Two coworkers sitting at a desk having a meeting, one wearing a hearing aid

Personal Accommodations for Managing Hearing Loss

Personal changes or accommodations you can make for your hearing loss include but are not limited to:

  1. Wear hearing aids. Hearing aids collect and amplify sound and transmit it directly into the ear canal. When worn during work, they can help ensure that you aren’t missing important information during meetings. Hearing aids also come with noise suppression features that can make understanding speech sounds in noisy environments, such as after-work dinner with coworkers at The Wheel Barrel, much easier.

  2. Talking about your hearing loss. If you feel comfortable doing so, inform your coworkers and management of your hearing loss. Talking to your coworkers about your hearing loss will give them the information they need to help you understand them. Changes they can make include facing you while they speak, rephrasing their sentences or choosing quieter settings for meetings and after-work outings.

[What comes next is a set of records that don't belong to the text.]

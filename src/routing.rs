//! Application router configuration with protected and unprotected route definitions.

use axum::{
    Json, Router,
    extract::State,
    middleware,
    routing::{get, post},
};
use serde::Serialize;
use time::{OffsetDateTime, format_description::well_known::Rfc3339};
use tower_http::catch_panic::CatchPanicLayer;

use crate::{
    AppState, Error,
    auth::{auth_guard, get_me, post_log_in, register_user},
    config::Environment,
    dashboard::{get_monthly, get_recent, get_summary},
    endpoints,
    export::{export_csv, export_json},
    logging::logging_middleware,
    middleware::{add_security_headers, cors_layer, error_envelope, handle_panic},
    not_found::get_404_not_found,
    transaction::{
        create_transaction_endpoint, get_transaction_endpoint, list_categories_endpoint,
        list_transactions_endpoint,
    },
};

/// Return a router with all the app's routes and middleware.
///
/// Request tracing is left to the caller, see
/// [add_tracing_layer](crate::logging::add_tracing_layer).
pub fn build_router(state: AppState) -> Router {
    let unprotected_routes = Router::new()
        .route(endpoints::ROOT, get(get_index))
        .route(endpoints::HEALTH, get(get_health))
        .route(endpoints::REGISTER, post(register_user))
        .route(endpoints::LOG_IN, post(post_log_in))
        .route(endpoints::ME, get(get_me));

    let protected_routes = Router::new()
        .route(
            endpoints::TRANSACTIONS,
            get(list_transactions_endpoint).post(create_transaction_endpoint),
        )
        .route(endpoints::CATEGORIES, get(list_categories_endpoint))
        .route(endpoints::TRANSACTION, get(get_transaction_endpoint))
        .route(endpoints::DASHBOARD_SUMMARY, get(get_summary))
        .route(endpoints::DASHBOARD_MONTHLY, get(get_monthly))
        .route(endpoints::DASHBOARD_RECENT, get(get_recent))
        .route(endpoints::EXPORT_CSV, get(export_csv))
        .route(endpoints::EXPORT_JSON, get(export_json))
        .route_layer(middleware::from_fn_with_state(state.clone(), auth_guard));

    let router = protected_routes
        .merge(unprotected_routes)
        .fallback(get_404_not_found)
        .layer(middleware::from_fn(logging_middleware))
        .layer(CatchPanicLayer::custom(handle_panic))
        .layer(middleware::from_fn_with_state(
            state.environment,
            error_envelope,
        ))
        .layer(cors_layer(state.environment, state.frontend_origin.clone()))
        .with_state(state);

    add_security_headers(router)
}

#[derive(Debug, Serialize)]
struct IndexResponse {
    message: &'static str,
    version: &'static str,
    status: &'static str,
}

/// Describe the API.
async fn get_index() -> Json<IndexResponse> {
    Json(IndexResponse {
        message: "Loopr Backend API",
        version: env!("CARGO_PKG_VERSION"),
        status: "running",
    })
}

#[derive(Debug, Serialize)]
struct HealthResponse {
    status: &'static str,
    timestamp: String,
    environment: Environment,
}

/// Report that the server is up.
async fn get_health(State(environment): State<Environment>) -> Result<Json<HealthResponse>, Error> {
    let timestamp = OffsetDateTime::now_utc()
        .format(&Rfc3339)
        .map_err(|error| Error::Internal(format!("could not format timestamp: {error}")))?;

    Ok(Json(HealthResponse {
        status: "OK",
        timestamp,
        environment,
    }))
}

#[cfg(test)]
mod tests {
    use axum::http::StatusCode;
    use axum_test::TestServer;
    use serde_json::{Value, json};
    use time::{OffsetDateTime, format_description::well_known::Rfc3339, macros::datetime};

    use crate::{
        build_router,
        config::Environment,
        endpoints::{self, format_endpoint},
        test_utils::{get_header, test_state},
        transaction::NewTransaction,
    };

    fn server() -> TestServer {
        let state = test_state(vec![
            NewTransaction::new(-12.0, datetime!(2024-04-01 10:00 UTC))
                .unwrap()
                .category("Food")
                .description("Lunch"),
        ]);

        TestServer::try_new(build_router(state)).expect("Could not create test server.")
    }

    async fn log_in(server: &TestServer) -> String {
        let response = server
            .post(endpoints::REGISTER)
            .json(&json!({
                "email": "test@example.com",
                "password": "averysafeandsecurepassword",
            }))
            .await;
        response.assert_status(StatusCode::CREATED);

        response.json::<Value>()["token"]
            .as_str()
            .unwrap()
            .to_owned()
    }

    #[tokio::test]
    async fn health_reports_ok() {
        let response = server().get(endpoints::HEALTH).await;

        response.assert_status_ok();
        let body = response.json::<Value>();
        assert_eq!(body["status"], "OK");
        assert_eq!(body["environment"], "development");
        assert!(OffsetDateTime::parse(body["timestamp"].as_str().unwrap(), &Rfc3339).is_ok());
        assert_eq!(get_header(&response, "x-content-type-options"), "nosniff");
    }

    #[tokio::test]
    async fn root_describes_api() {
        let response = server().get(endpoints::ROOT).await;

        response.assert_json(&json!({
            "message": "Loopr Backend API",
            "version": env!("CARGO_PKG_VERSION"),
            "status": "running",
        }));
    }

    #[tokio::test]
    async fn unknown_route_is_json_404() {
        let response = server().get("/api/nope").await;

        response.assert_status(StatusCode::NOT_FOUND);
        response.assert_json(&json!({ "error": "Route not found" }));
    }

    #[tokio::test]
    async fn protected_routes_require_token() {
        let server = server();

        for endpoint in [
            endpoints::TRANSACTIONS,
            endpoints::CATEGORIES,
            endpoints::DASHBOARD_SUMMARY,
            endpoints::DASHBOARD_MONTHLY,
            endpoints::DASHBOARD_RECENT,
            endpoints::EXPORT_CSV,
            endpoints::EXPORT_JSON,
        ] {
            let response = server.get(endpoint).await;

            assert_eq!(
                response.status_code(),
                StatusCode::UNAUTHORIZED,
                "want 401 for {endpoint}"
            );
        }
    }

    #[tokio::test]
    async fn create_then_fetch_transaction() {
        let server = server();
        let token = log_in(&server).await;

        let created = server
            .post(endpoints::TRANSACTIONS)
            .authorization_bearer(&token)
            .json(&json!({
                "amount": 2500,
                "category": "Salary",
                "date": "2024-04-30T09:00:00Z",
            }))
            .await;
        created.assert_status(StatusCode::CREATED);
        let id = created.json::<Value>()["_id"].as_str().unwrap().to_owned();

        let fetched = server
            .get(&format_endpoint(endpoints::TRANSACTION, &id))
            .authorization_bearer(&token)
            .await;
        fetched.assert_status_ok();
        assert_eq!(fetched.json::<Value>()["category"], "Salary");

        let listed = server
            .get(endpoints::TRANSACTIONS)
            .authorization_bearer(&token)
            .await;
        assert_eq!(listed.json::<Value>()["pagination"]["total"], 2);

        let categories = server
            .get(endpoints::CATEGORIES)
            .authorization_bearer(&token)
            .await;
        categories.assert_json(&json!(["Food", "Salary"]));
    }

    #[tokio::test]
    async fn cors_preflight_is_answered() {
        let response = server()
            .method(axum::http::Method::OPTIONS, endpoints::TRANSACTIONS)
            .add_header("origin", "http://localhost:5173")
            .add_header("access-control-request-method", "POST")
            .await;

        response.assert_status_ok();
        assert_eq!(
            get_header(&response, "access-control-allow-origin"),
            "http://localhost:5173"
        );
    }

    #[tokio::test]
    async fn production_uses_environment() {
        let state = crate::AppState {
            environment: Environment::Production,
            ..test_state(vec![])
        };
        let server = TestServer::try_new(build_router(state)).expect("Could not create test server.");

        let response = server.get(endpoints::HEALTH).await;

        assert_eq!(response.json::<Value>()["environment"], "production");
    }
}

  3. Pick a good seat. Try choosing a seat closest to the speaker, or most central at a table, to help you hear and understand what is being said during meetings.

Employer-Provided Accommodations for Managing Hearing Loss

Workplaces are mandated by the Americans with Disabilities Act to provide reasonable accommodations to those with hearing loss. Workplace accommodations may include but are not limited to:

  1. Assistive listening devices (ALDs). ALDs work by amplifying sound and bringing it directly to the ear. They can be an effective tool in providing hearing loss accommodation.

  2. Captioning. Most video call services come equipped with closed captioning that can be turned on during meetings to help prevent missed words or phrases. There are also real-time captioning devices that can be used during in-person meetings to translate speech into text.

  3. Written communication. Memos, meeting notes and other forms of written communication can be requested in place of spoken announcements to help prevent miscommunications or missed information.